Infelizmente, o que é divulgado sobre Tantra e Yoga entre nós é tão pobre, tão distorcido, que muitas vezes, um praticante tradicional Indiano nem as reconheceria como algo autêntico. É uma mistura de verdades com meias verdade e equívocos, que afastam cada vez mais essas tradições do seu sentido original, inicial, tal como foi ensinado pelos antigos mestres da linhagem e chegam até nós, irreconhecíveis.

Nós inventamos o Power Yoga e espalhamos o Yoga nas academias, junto com Boxe ou Jiu Jitsu e Hidroginástica em excelentes pacotes promocionais. Já tentaram até proibir imagens de Shiva ou Ganesha nas aulas de Yoga para não associar Yoga a essa coisa de religião e assim poder vender mais e melhor! Incrível, mas é verdade! Querem destituir o Yoga e o Tantra de sua prática simbólica e espiritual.

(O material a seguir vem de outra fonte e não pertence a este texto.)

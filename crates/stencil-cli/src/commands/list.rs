//! List command implementation.

use clap::Parser;
use serde::Serialize;
use stencil_templates::{TemplateRecord, TemplateSource};

use super::select_managers;
use crate::cli::CommandContext;
use crate::error::CliError;
use crate::output::{columns, print_output, FormattedOutput};

/// List templates per category
#[derive(Debug, Parser)]
pub struct ListCommand {
    /// Only list this category
    #[arg(short, long, value_name = "NAME")]
    pub category: Option<String>,
}

impl ListCommand {
    pub fn execute(&self, ctx: &CommandContext) -> Result<(), CliError> {
        let categories = select_managers(&ctx.loader, self.category.as_deref())?
            .into_iter()
            .map(|manager| CategoryListing {
                category: manager.name(),
                internal: manager.category().is_internal(),
                templates: manager.templates(),
            })
            .collect();

        print_output(ctx, &ListOutput { categories })
    }
}

#[derive(Debug, Serialize)]
#[serde(transparent)]
pub struct ListOutput<'a> {
    pub categories: Vec<CategoryListing<'a>>,
}

#[derive(Debug, Serialize)]
pub struct CategoryListing<'a> {
    pub category: &'a str,
    pub internal: bool,
    pub templates: Vec<&'a TemplateRecord>,
}

impl FormattedOutput for ListOutput<'_> {
    fn format_text(&self) -> String {
        let mut sections = Vec::new();
        for listing in &self.categories {
            let mut section = listing.category.to_string();
            if listing.internal {
                section.push_str(" (internal)");
            }

            if listing.templates.is_empty() {
                section.push_str("\n  (no templates)");
            } else {
                let names: Vec<String> =
                    listing.templates.iter().map(|t| t.qualified_name()).collect();
                let rows = names
                    .iter()
                    .zip(&listing.templates)
                    .map(|(name, t)| (name.as_str(), status(t)));
                section.push('\n');
                section.push_str(&columns(rows, 2));
            }
            sections.push(section);
        }
        sections.join("\n\n")
    }
}

fn status(record: &TemplateRecord) -> String {
    let source = match record.source() {
        TemplateSource::Bundled => "bundled",
        TemplateSource::Customized => "customized",
    };
    let description = if record.description_url().is_some() {
        "described"
    } else {
        "no description"
    };
    format!("{source:<10}  {description}")
}
//! Per-category template managers.

use std::fs;
use std::io;
use std::path::Path;

use tracing::{debug, warn};

use crate::category::Category;
use crate::classify::{split_file_name, TEMPLATE_EXTENSION_SUFFIX};
use crate::filetype::FileTypeRegistry;
use crate::record::TemplateRecord;
use crate::resource::path_url;
use crate::{Result, TemplateError};

/// Owns the templates of one category: bundled defaults plus the user's
/// customized overrides.
#[derive(Debug, Clone)]
pub struct CategoryManager {
    category: Category,
    defaults: Vec<TemplateRecord>,
    customized: Vec<TemplateRecord>,
}

impl CategoryManager {
    pub fn new(category: Category) -> Self {
        Self {
            category,
            defaults: Vec::new(),
            customized: Vec::new(),
        }
    }

    pub fn category(&self) -> &Category {
        &self.category
    }

    pub fn name(&self) -> &str {
        self.category.name()
    }

    /// Directory holding this category's user overrides.
    pub fn config_root(&self) -> &Path {
        self.category.root()
    }

    /// Append a bundled template. Duplicate names are kept as given.
    pub fn add_default_template(&mut self, record: TemplateRecord) {
        debug!(
            category = self.category.name(),
            template = %record.qualified_name(),
            "added default template"
        );
        self.defaults.push(record);
    }

    /// Bundled templates, in discovery order.
    pub fn default_templates(&self) -> &[TemplateRecord] {
        &self.defaults
    }

    /// User overrides loaded by the last [`load_customized_content`] call.
    ///
    /// [`load_customized_content`]: Self::load_customized_content
    pub fn customized_templates(&self) -> &[TemplateRecord] {
        &self.customized
    }

    /// Load user overrides from the category directory.
    ///
    /// Every `{name}.{extension}.ft` file directly inside [`config_root`]
    /// becomes a customized record; prior customizations are discarded. An
    /// override keeps the description of the bundled template it replaces.
    /// Files that cannot be understood are logged and skipped.
    ///
    /// [`config_root`]: Self::config_root
    pub fn load_customized_content(&mut self, file_types: &dyn FileTypeRegistry) -> Result<usize> {
        self.customized.clear();

        let entries = match fs::read_dir(self.category.root()) {
            Ok(entries) => entries,
            Err(e) if e.kind() == io::ErrorKind::NotFound => return Ok(0),
            Err(e) => return Err(e.into()),
        };

        let mut file_names = Vec::new();
        for entry in entries {
            let entry = entry?;
            // Follows symlinks; dangling links are not files.
            if !entry.path().is_file() {
                continue;
            }
            if let Some(name) = entry.file_name().to_str() {
                if name.ends_with(TEMPLATE_EXTENSION_SUFFIX) {
                    file_names.push(name.to_string());
                }
            }
        }
        file_names.sort();

        for file_name in file_names {
            match self.customized_record(&file_name, file_types) {
                Ok(record) => self.customized.push(record),
                Err(e) => warn!(
                    category = self.category.name(),
                    file = %file_name,
                    error = %e,
                    "skipping customized template"
                ),
            }
        }

        debug!(
            category = self.category.name(),
            count = self.customized.len(),
            "loaded customized templates"
        );
        Ok(self.customized.len())
    }

    fn customized_record(
        &self,
        file_name: &str,
        file_types: &dyn FileTypeRegistry,
    ) -> Result<TemplateRecord> {
        let stem = file_name
            .strip_suffix(TEMPLATE_EXTENSION_SUFFIX)
            .ok_or_else(|| TemplateError::InvalidTemplatePath(file_name.to_string()))?;
        let (name, extension) = split_file_name(stem, file_types)?;
        let content_url = path_url(&self.category.root().join(file_name))?;

        let description_url = self
            .defaults
            .iter()
            .find(|d| d.name() == name && d.extension() == extension)
            .and_then(|d| d.description_url().cloned());

        Ok(TemplateRecord::customized(name, extension, content_url, description_url))
    }

    /// Effective templates: each bundled template, replaced by its override
    /// when one exists, followed by overrides with no bundled counterpart.
    pub fn templates(&self) -> Vec<&TemplateRecord> {
        let mut merged: Vec<&TemplateRecord> = self
            .defaults
            .iter()
            .map(|d| self.override_for(d).unwrap_or(d))
            .collect();

        for custom in &self.customized {
            let has_default = self
                .defaults
                .iter()
                .any(|d| d.name() == custom.name() && d.extension() == custom.extension());
            if !has_default {
                merged.push(custom);
            }
        }

        merged
    }

    fn override_for(&self, record: &TemplateRecord) -> Option<&TemplateRecord> {
        self.customized
            .iter()
            .find(|c| c.name() == record.name() && c.extension() == record.extension())
    }

    /// Look up an effective template by `{name}.{extension}`.
    pub fn find(&self, qualified_name: &str) -> Option<&TemplateRecord> {
        self.templates()
            .into_iter()
            .find(|t| t.qualified_name() == qualified_name)
    }
}
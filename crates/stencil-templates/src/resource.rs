//! Resource providers and resource root access.
//!
//! A [`ResourceProvider`] plays the part of a plugin class loader: given a
//! resource name it returns every location exposing it. Only `file:` URLs
//! can be listed and read.

use std::fs;
use std::io;
use std::path::{Path, PathBuf};

use stencil_common_fs::path::{normalize, to_unix_string};
use tracing::{trace, warn};
use url::{ParseError, Url};
use walkdir::WalkDir;

use crate::{Result, TemplateError};

/// Source of plugin resources.
pub trait ResourceProvider: Send + Sync {
    /// Locations this provider was built from.
    ///
    /// An empty list marks an aggregate development provider whose
    /// resources are already exposed by another one.
    fn urls(&self) -> &[Url];

    /// Every location exposing the resource `name`, in provider order.
    fn resources(&self, name: &str) -> Result<Vec<Url>>;
}

/// Provider backed by a list of local directories.
#[derive(Debug, Clone)]
pub struct DirectoryResourceProvider {
    roots: Vec<PathBuf>,
    urls: Vec<Url>,
}

impl DirectoryResourceProvider {
    /// Create a provider over `roots`, made absolute against the working
    /// directory when relative.
    pub fn new<I, P>(roots: I) -> Result<Self>
    where
        I: IntoIterator<Item = P>,
        P: AsRef<Path>,
    {
        let mut abs_roots = Vec::new();
        let mut urls = Vec::new();

        for root in roots {
            let root = absolute(root.as_ref())?;
            urls.push(path_url(&root)?);
            abs_roots.push(root);
        }

        Ok(Self {
            roots: abs_roots,
            urls,
        })
    }

    /// Directories searched, in order.
    pub fn roots(&self) -> &[PathBuf] {
        &self.roots
    }
}

impl ResourceProvider for DirectoryResourceProvider {
    fn urls(&self) -> &[Url] {
        &self.urls
    }

    fn resources(&self, name: &str) -> Result<Vec<Url>> {
        let mut found = Vec::new();

        for root in &self.roots {
            let candidate = root.join(name);
            match fs::metadata(&candidate) {
                Ok(meta) if meta.is_dir() => found.push(path_url(&candidate)?),
                Ok(_) => {}
                Err(e) if e.kind() == io::ErrorKind::NotFound => {}
                Err(e) => {
                    warn!(root = %candidate.display(), error = %e, "skipping unreadable resource root");
                }
            }
        }

        trace!(name, count = found.len(), "resolved resources");
        Ok(found)
    }
}

fn absolute(path: &Path) -> Result<PathBuf> {
    if path.is_absolute() {
        Ok(normalize(path))
    } else {
        Ok(normalize(std::env::current_dir()?.join(path)))
    }
}

/// File URL of a local path, without a trailing slash.
pub fn path_url(path: &Path) -> Result<Url> {
    let url = Url::from_file_path(path).map_err(|()| TemplateError::InvalidPath(path.to_path_buf()))?;
    Ok(url)
}

/// URL of `relative` beneath `root`.
///
/// Each `/`-separated part of `relative` becomes one path segment, so
/// characters such as `#`, `?` and `%` stay part of the file name.
pub fn child_url(root: &Url, relative: &str) -> Result<Url> {
    let mut url = root.clone();
    url.path_segments_mut()
        .map_err(|()| TemplateError::InvalidUrl(ParseError::RelativeUrlWithCannotBeABaseBase))?
        .pop_if_empty()
        .extend(relative.split('/'));
    Ok(url)
}

/// Local path of a `file:` URL.
pub fn local_path(url: &Url) -> Result<PathBuf> {
    if url.scheme() != "file" {
        return Err(TemplateError::UnsupportedScheme {
            scheme: url.scheme().to_string(),
            url: url.to_string(),
        });
    }
    url.to_file_path()
        .map_err(|()| TemplateError::UnsupportedScheme {
            scheme: url.scheme().to_string(),
            url: url.to_string(),
        })
}

/// Every file beneath `root` as a `/`-separated relative path, sorted.
///
/// Symbolic links are followed. A root that no longer exists has no
/// children.
pub fn list_relative_paths(root: &Url) -> Result<Vec<String>> {
    let base = local_path(root)?;
    if !base.exists() {
        return Ok(Vec::new());
    }

    let mut paths = Vec::new();
    for entry in WalkDir::new(&base).min_depth(1).follow_links(true) {
        let entry = match entry {
            Ok(entry) => entry,
            Err(e) => {
                warn!(root = %base.display(), error = %e, "skipping unreadable entry");
                continue;
            }
        };
        if !entry.path().is_file() {
            continue;
        }
        if let Ok(relative) = entry.path().strip_prefix(&base) {
            paths.push(to_unix_string(relative));
        }
    }

    paths.sort();
    Ok(paths)
}

/// Read the text behind a `file:` URL.
pub fn read_url(url: &Url) -> Result<String> {
    let path = local_path(url)?;
    Ok(stencil_common_fs::read_to_string(path, stencil_common_fs::DEFAULT_MAX_READ)?)
}
//! Command implementations.

mod categories;
mod defaults;
mod list;
mod show;

pub use categories::CategoriesCommand;
pub use defaults::DefaultsCommand;
pub use list::ListCommand;
pub use show::ShowCommand;

use stencil_templates::{CategoryManager, TemplatesLoader};

use crate::error::CliError;

/// Managers selected by an optional `--category` flag, in declared order.
pub(crate) fn select_managers<'a>(
    loader: &'a TemplatesLoader,
    category: Option<&str>,
) -> Result<Vec<&'a CategoryManager>, CliError> {
    match category {
        Some(name) => {
            let manager = loader
                .all_managers()
                .iter()
                .find(|m| m.name().eq_ignore_ascii_case(name))
                .ok_or_else(|| {
                    CliError::not_found_with_suggestions(
                        "Category",
                        name,
                        TemplatesLoader::category_names().iter().map(|n| n.to_string()).collect(),
                    )
                })?;
            Ok(vec![manager])
        }
        None => Ok(loader.all_managers().iter().collect()),
    }
}
//! Configuration file loading and parsing.

use crate::types::StencilConfig;
use std::collections::HashSet;
use std::path::{Path, PathBuf};
use std::sync::OnceLock;
use stencil_common_i18n::Locale;
use thiserror::Error;

/// Config loading errors.
#[derive(Debug, Error)]
pub enum ConfigError {
    #[error("config file not found: {}", path.display())]
    NotFound { path: PathBuf },

    #[error("failed to read config: {source}")]
    ReadError {
        #[from]
        source: std::io::Error,
    },

    #[error("invalid YAML at line {}: {message}", line.map(|l| l.to_string()).unwrap_or_else(|| "unknown".to_string()))]
    ParseError { line: Option<usize>, message: String },

    #[error("validation error: {message}")]
    ValidationError { message: String },

    #[error("environment variable not found: {var}")]
    EnvVarNotFound { var: String },
}

/// Relative location of the config file inside a project.
pub const CONFIG_FILE: &str = ".stencil/config.yaml";

/// Configuration loader.
pub struct ConfigLoader {
    base_path: PathBuf,
}

impl ConfigLoader {
    /// Create a loader for the given project directory.
    pub fn new(project_dir: impl AsRef<Path>) -> Self {
        Self {
            base_path: project_dir.as_ref().to_path_buf(),
        }
    }

    /// Project directory relative paths are resolved against.
    pub fn base_path(&self) -> &Path {
        &self.base_path
    }

    /// Load configuration from `.stencil/config.yaml`.
    ///
    /// A missing file yields the defaults.
    pub fn load(&self) -> Result<StencilConfig, ConfigError> {
        let config_path = self.base_path.join(CONFIG_FILE);

        if !config_path.exists() {
            return Ok(self.resolve(StencilConfig::default()));
        }

        self.load_file(&config_path)
    }

    /// Load configuration from an explicit file, which must exist.
    pub fn load_file(&self, path: &Path) -> Result<StencilConfig, ConfigError> {
        if !path.exists() {
            return Err(ConfigError::NotFound {
                path: path.to_path_buf(),
            });
        }

        let contents = std::fs::read_to_string(path)?;
        let expanded = self.expand_env_vars(&contents)?;

        let config: StencilConfig =
            serde_yaml::from_str(&expanded).map_err(|e| ConfigError::ParseError {
                line: e.location().map(|l| l.line()),
                message: e.to_string(),
            })?;

        self.validate(&config)?;
        Ok(self.resolve(config))
    }

    /// Expand environment variables in the form `${VAR}` or `${VAR:-default}`.
    fn expand_env_vars(&self, content: &str) -> Result<String, ConfigError> {
        static PATTERN: OnceLock<regex::Regex> = OnceLock::new();
        let re = PATTERN.get_or_init(|| {
            regex::Regex::new(r"\$\{([^}:]+)(?::-([^}]*))?\}").expect("env var pattern is valid")
        });

        let mut result = content.to_string();
        for cap in re.captures_iter(content) {
            let var_name = &cap[1];
            let default = cap.get(2).map(|m| m.as_str());

            let value = match std::env::var(var_name) {
                Ok(v) => v,
                Err(_) => match default {
                    Some(d) => d.to_string(),
                    None => {
                        return Err(ConfigError::EnvVarNotFound {
                            var: var_name.to_string(),
                        })
                    }
                },
            };

            result = result.replace(&cap[0], &value);
        }

        Ok(result)
    }

    /// Validate configuration values.
    fn validate(&self, config: &StencilConfig) -> Result<(), ConfigError> {
        let root_name = &config.templates.root_name;
        if root_name.is_empty() || root_name.contains('/') || root_name.contains('\\') {
            return Err(ConfigError::ValidationError {
                message: "templates.root_name must be a single non-empty path segment".to_string(),
            });
        }

        if let Some(locale) = &config.templates.locale {
            if Locale::parse(locale).is_none() {
                return Err(ConfigError::ValidationError {
                    message: format!("templates.locale `{locale}` is not a valid locale"),
                });
            }
        }

        for ext in &config.templates.compound_extensions {
            if ext.is_empty() || ext.starts_with('.') || ext.ends_with('.') {
                return Err(ConfigError::ValidationError {
                    message: format!("templates.compound_extensions entry `{ext}` is malformed"),
                });
            }
        }

        let mut seen = HashSet::new();
        for plugin in &config.plugins {
            if plugin.id.trim().is_empty() {
                return Err(ConfigError::ValidationError {
                    message: "plugins[].id must not be empty".to_string(),
                });
            }
            if !seen.insert(plugin.id.as_str()) {
                return Err(ConfigError::ValidationError {
                    message: format!("plugins[].id `{}` is declared twice", plugin.id),
                });
            }
        }

        Ok(())
    }

    /// Make relative directories absolute against the project directory.
    fn resolve(&self, mut config: StencilConfig) -> StencilConfig {
        if config.templates.config_dir.is_relative() {
            config.templates.config_dir = self.base_path.join(&config.templates.config_dir);
        }
        for plugin in &mut config.plugins {
            for root in &mut plugin.roots {
                if root.is_relative() {
                    *root = self.base_path.join(&*root);
                }
            }
        }
        config
    }
}

#[cfg(test)]
mod tests {
    use super::*;
    use crate::types::PluginConfig;
    use std::fs;
    use tempfile::tempdir;

    fn write_config(dir: &Path, content: &str) {
        let stencil_dir = dir.join(".stencil");
        fs::create_dir_all(&stencil_dir).unwrap();
        fs::write(stencil_dir.join("config.yaml"), content).unwrap();
    }

    #[test]
    fn test_load_defaults_when_no_file() {
        let dir = tempdir().unwrap();
        let loader = ConfigLoader::new(dir.path());
        let config = loader.load().unwrap();
        assert_eq!(config.templates.root_name, "fileTemplates");
        assert_eq!(
            config.templates.config_dir,
            dir.path().join(".stencil/fileTemplates")
        );
    }

    #[test]
    fn test_load_config_from_yaml_file() {
        let dir = tempdir().unwrap();
        write_config(
            dir.path(),
            r#"
templates:
  config_dir: /opt/stencil/templates
  locale: fr_FR
  compound_extensions: [html.twig]
plugins:
  - id: core
    roots: [core]
  - id: legacy
    enabled: false
    roots: [/abs/legacy]
log:
  level: debug
  format: json
"#,
        );

        let config = ConfigLoader::new(dir.path()).load().unwrap();

        assert_eq!(config.templates.config_dir, PathBuf::from("/opt/stencil/templates"));
        assert_eq!(config.templates.locale.as_deref(), Some("fr_FR"));
        assert_eq!(config.templates.compound_extensions, vec!["html.twig".to_string()]);
        assert_eq!(config.plugins[0].roots, vec![dir.path().join("core")]);
        assert!(!config.plugins[1].enabled);
        assert_eq!(config.plugins[1].roots, vec![PathBuf::from("/abs/legacy")]);
        assert_eq!(config.log.level, stencil_common_log::LogLevel::Debug);
        assert_eq!(config.log.format, stencil_common_log::LogFormat::Json);
    }

    #[test]
    fn test_env_var_expansion() {
        std::env::set_var("STENCIL_TEST_CFG_VAR", "test_value");
        let loader = ConfigLoader::new(".");
        let result = loader.expand_env_vars("key: ${STENCIL_TEST_CFG_VAR}").unwrap();
        assert_eq!(result, "key: test_value");
        std::env::remove_var("STENCIL_TEST_CFG_VAR");
    }

    #[test]
    fn test_env_var_default() {
        let loader = ConfigLoader::new(".");
        let result = loader
            .expand_env_vars("key: ${STENCIL_NONEXISTENT_VAR:-default}")
            .unwrap();
        assert_eq!(result, "key: default");
    }

    #[test]
    fn test_env_var_missing_error() {
        let loader = ConfigLoader::new(".");
        let result = loader.expand_env_vars("key: ${STENCIL_MISSING_VAR}");
        match result.unwrap_err() {
            ConfigError::EnvVarNotFound { var } => assert_eq!(var, "STENCIL_MISSING_VAR"),
            other => panic!("Expected EnvVarNotFound error, got {other:?}"),
        }
    }

    #[test]
    fn test_validation_errors() {
        let loader = ConfigLoader::new(".");

        let mut config = StencilConfig::default();
        config.templates.root_name = "a/b".to_string();
        match loader.validate(&config).unwrap_err() {
            ConfigError::ValidationError { message } => assert!(message.contains("root_name")),
            other => panic!("Expected ValidationError, got {other:?}"),
        }

        let mut config = StencilConfig::default();
        config.templates.locale = Some("not a locale".to_string());
        match loader.validate(&config).unwrap_err() {
            ConfigError::ValidationError { message } => assert!(message.contains("locale")),
            other => panic!("Expected ValidationError, got {other:?}"),
        }

        let mut config = StencilConfig::default();
        config.templates.compound_extensions = vec![".twig".to_string()];
        assert!(loader.validate(&config).is_err());

        let plugin = PluginConfig {
            id: "dup".to_string(),
            enabled: true,
            roots: vec![],
        };
        let mut config = StencilConfig::default();
        config.plugins = vec![plugin.clone(), plugin];
        match loader.validate(&config).unwrap_err() {
            ConfigError::ValidationError { message } => assert!(message.contains("declared twice")),
            other => panic!("Expected ValidationError, got {other:?}"),
        }
    }

    #[test]
    fn test_parse_error_with_line_number() {
        let dir = tempdir().unwrap();
        write_config(
            dir.path(),
            r#"
templates:
  locale: en_US
  compound_extensions: [unclosed
"#,
        );

        match ConfigLoader::new(dir.path()).load().unwrap_err() {
            ConfigError::ParseError { line, .. } => assert!(line.is_some()),
            other => panic!("Expected ParseError with line number, got {other:?}"),
        }
    }

    #[test]
    fn test_explicit_file_must_exist() {
        let dir = tempdir().unwrap();
        let loader = ConfigLoader::new(dir.path());
        let missing = dir.path().join("nope.yaml");
        assert!(matches!(
            loader.load_file(&missing),
            Err(ConfigError::NotFound { .. })
        ));
    }
}
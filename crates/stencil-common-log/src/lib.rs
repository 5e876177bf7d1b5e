//! Logging infrastructure for Stencil.
//!
//! Library crates only emit `tracing` events. Binaries call [`init`] once
//! with a [`LogConfig`], usually built by [`LogConfig::from_env`] and then
//! adjusted from command line flags.

use std::io;
use std::path::PathBuf;
use std::sync::Mutex;

use serde::{Deserialize, Serialize};
use tracing::Subscriber;
use tracing_subscriber::{
    fmt::{self, format::FmtSpan, MakeWriter},
    layer::SubscriberExt,
    registry::LookupSpan,
    util::SubscriberInitExt,
    EnvFilter, Layer,
};

/// Logging configuration.
#[derive(Debug, Clone)]
pub struct LogConfig {
    /// Minimum log level.
    pub level: LogLevel,
    /// Output format.
    pub format: LogFormat,
    /// Log file path (if file logging enabled).
    pub file_path: Option<PathBuf>,
    /// Include timestamps.
    pub timestamps: bool,
    /// Include source location.
    pub source_location: bool,
    /// Include span events.
    pub span_events: bool,
}

/// Log level.
#[derive(Debug, Clone, Copy, Default, PartialEq, Eq, Serialize, Deserialize)]
#[serde(rename_all = "lowercase")]
pub enum LogLevel {
    Trace,
    Debug,
    Info,
    #[default]
    Warn,
    Error,
}

impl From<LogLevel> for tracing_subscriber::filter::LevelFilter {
    fn from(level: LogLevel) -> Self {
        match level {
            LogLevel::Trace => tracing_subscriber::filter::LevelFilter::TRACE,
            LogLevel::Debug => tracing_subscriber::filter::LevelFilter::DEBUG,
            LogLevel::Info => tracing_subscriber::filter::LevelFilter::INFO,
            LogLevel::Warn => tracing_subscriber::filter::LevelFilter::WARN,
            LogLevel::Error => tracing_subscriber::filter::LevelFilter::ERROR,
        }
    }
}

impl LogLevel {
    /// Parse from string.
    pub fn parse(s: &str) -> Option<Self> {
        match s.to_lowercase().as_str() {
            "trace" => Some(Self::Trace),
            "debug" => Some(Self::Debug),
            "info" => Some(Self::Info),
            "warn" | "warning" => Some(Self::Warn),
            "error" => Some(Self::Error),
            _ => None,
        }
    }

    /// Directive string understood by `EnvFilter`.
    pub fn as_str(&self) -> &'static str {
        match self {
            Self::Trace => "trace",
            Self::Debug => "debug",
            Self::Info => "info",
            Self::Warn => "warn",
            Self::Error => "error",
        }
    }

    /// Level for a `-v` count, `quiet` winning over verbosity.
    pub fn from_verbosity(verbose: u8, quiet: bool) -> Self {
        match verbose {
            _ if quiet => Self::Error,
            0 => Self::Warn,
            1 => Self::Info,
            2 => Self::Debug,
            _ => Self::Trace,
        }
    }
}

/// Log output format.
#[derive(Debug, Clone, Copy, Default, PartialEq, Eq, Serialize, Deserialize)]
#[serde(rename_all = "lowercase")]
pub enum LogFormat {
    /// Human-readable pretty format.
    #[default]
    Pretty,
    /// Compact single-line format.
    Compact,
    /// JSON structured format.
    Json,
}

impl LogFormat {
    /// Parse from string, unknown values mean `Pretty`.
    pub fn parse(s: &str) -> Self {
        match s.to_lowercase().as_str() {
            "json" => Self::Json,
            "compact" => Self::Compact,
            _ => Self::Pretty,
        }
    }
}

impl Default for LogConfig {
    fn default() -> Self {
        Self {
            level: LogLevel::default(),
            format: LogFormat::default(),
            file_path: None,
            timestamps: true,
            source_location: false,
            span_events: false,
        }
    }
}

impl LogConfig {
    /// Create config from environment variables.
    pub fn from_env() -> Self {
        Self::from_lookup(|var| std::env::var(var).ok())
    }

    /// Create config reading variables through `lookup`.
    pub fn from_lookup<F>(lookup: F) -> Self
    where
        F: Fn(&str) -> Option<String>,
    {
        let mut config = Self::default();

        if let Some(level) = lookup("STENCIL_LOG_LEVEL").or_else(|| lookup("RUST_LOG")) {
            if let Some(l) = LogLevel::parse(&level) {
                config.level = l;
            }
        }

        if let Some(format) = lookup("STENCIL_LOG_FORMAT") {
            config.format = LogFormat::parse(&format);
        }

        if let Some(file_path) = lookup("STENCIL_LOG_FILE") {
            config.file_path = Some(PathBuf::from(file_path));
        }

        if let Some(source_location) = lookup("STENCIL_LOG_SOURCE") {
            config.source_location = is_truthy(&source_location);
        }

        if let Some(span_events) = lookup("STENCIL_LOG_SPANS") {
            config.span_events = is_truthy(&span_events);
        }

        config
    }
}

fn is_truthy(value: &str) -> bool {
    value.eq_ignore_ascii_case("true") || value == "1"
}

/// Initialize logging with the given configuration.
///
/// `config.level` is authoritative: `RUST_LOG` only counts through
/// [`LogConfig::from_env`], where it sits below `STENCIL_LOG_LEVEL`.
/// Events go to stderr and, when `file_path` is set, are also appended to
/// that file without ANSI colors.
pub fn init(config: LogConfig) -> Result<(), LogError> {
    let file = match &config.file_path {
        Some(path) => Some(
            std::fs::OpenOptions::new()
                .create(true)
                .append(true)
                .open(path)?,
        ),
        None => None,
    };

    let stderr_layer = format_layer(&config, io::stderr, true);
    let file_layer = file.map(|f| format_layer(&config, Mutex::new(f), false));

    tracing_subscriber::registry()
        .with(env_filter(&config))
        .with(stderr_layer)
        .with(file_layer)
        .try_init()
        .map_err(|e| LogError::InitError(e.to_string()))
}

fn env_filter(config: &LogConfig) -> EnvFilter {
    EnvFilter::new(config.level.as_str())
}

fn format_layer<S, W>(config: &LogConfig, writer: W, ansi: bool) -> Box<dyn Layer<S> + Send + Sync>
where
    S: Subscriber + for<'a> LookupSpan<'a> + 'static,
    W: for<'w> MakeWriter<'w> + Send + Sync + 'static,
{
    let span_events = if config.span_events {
        FmtSpan::NEW | FmtSpan::CLOSE
    } else {
        FmtSpan::NONE
    };

    let layer = fmt::layer()
        .with_writer(writer)
        .with_ansi(ansi && config.format != LogFormat::Json)
        .with_file(config.source_location)
        .with_line_number(config.source_location)
        .with_span_events(span_events);

    macro_rules! boxed {
        ($layer:expr) => {
            if config.timestamps {
                $layer.boxed()
            } else {
                $layer.without_time().boxed()
            }
        };
    }

    match config.format {
        LogFormat::Pretty => boxed!(layer.with_target(true)),
        LogFormat::Compact => boxed!(layer.compact()),
        LogFormat::Json => boxed!(layer.json()),
    }
}

/// Logging errors.
#[derive(Debug, thiserror::Error)]
pub enum LogError {
    #[error("failed to initialize logging: {0}")]
    InitError(String),

    #[error("failed to open log file: {0}")]
    FileError(#[from] io::Error),
}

O Tantra virou mesma coisa que sexo tântrico, uma espécie de sexo com incenso, velas e uma musiquinha new age tranquila tocando baixinho no som. Parece que todos se esqueceram de que o objetivo do tantra é a iluminação, é se livrar de vez dos apegos e das amarras da sexualidade, para te tornar cada vez menos “sexual” e cada vez mais livre e consciente. Mas isso não vende muito não é? Isso não é muito pop!

O Yoga virou definitivamente uma fisioterapia esotérica. Ninguém menciona o desapego, a renúncia, a verdadeira meditação e o caminho da iluminação. Não, mas dizem que é bom para a circulação, alonga os músculos, amplia a capacidade pulmonar e a resistência física. Os cursos de tantra mais badalados no momento e os atendimentos mais requisitados são os de massagem tântrica e massagem linghan (pênis) e massagem yoni (vagina), claro que destituídos do ritual sagrado para apimentar a relação e ter muito prazer.

Em resumo, Tantra e Yoga são tradições sagradas, são caminhos espirituais bastante complexos e profundos e reduzi-los a benefícios imediatos de saúde física, prazer sensual e bem estar mental é profanar essas tradições, é desrespeitar os mestres do Yoga e do Tantra como Patanjali, Tilopa, Ramakrishna, Saraha, etc. Busquem o ensinamento verdadeiro dessas tradições, pesquisem em lugares comprometidos com o crescimento espiritual e não vamos deixar que o Yoga e o Tantra sejam entendidos apenas como exercícios físicos alternativos e práticas sensuais para aumentar o prazer e nos prender ainda mais no Samsara.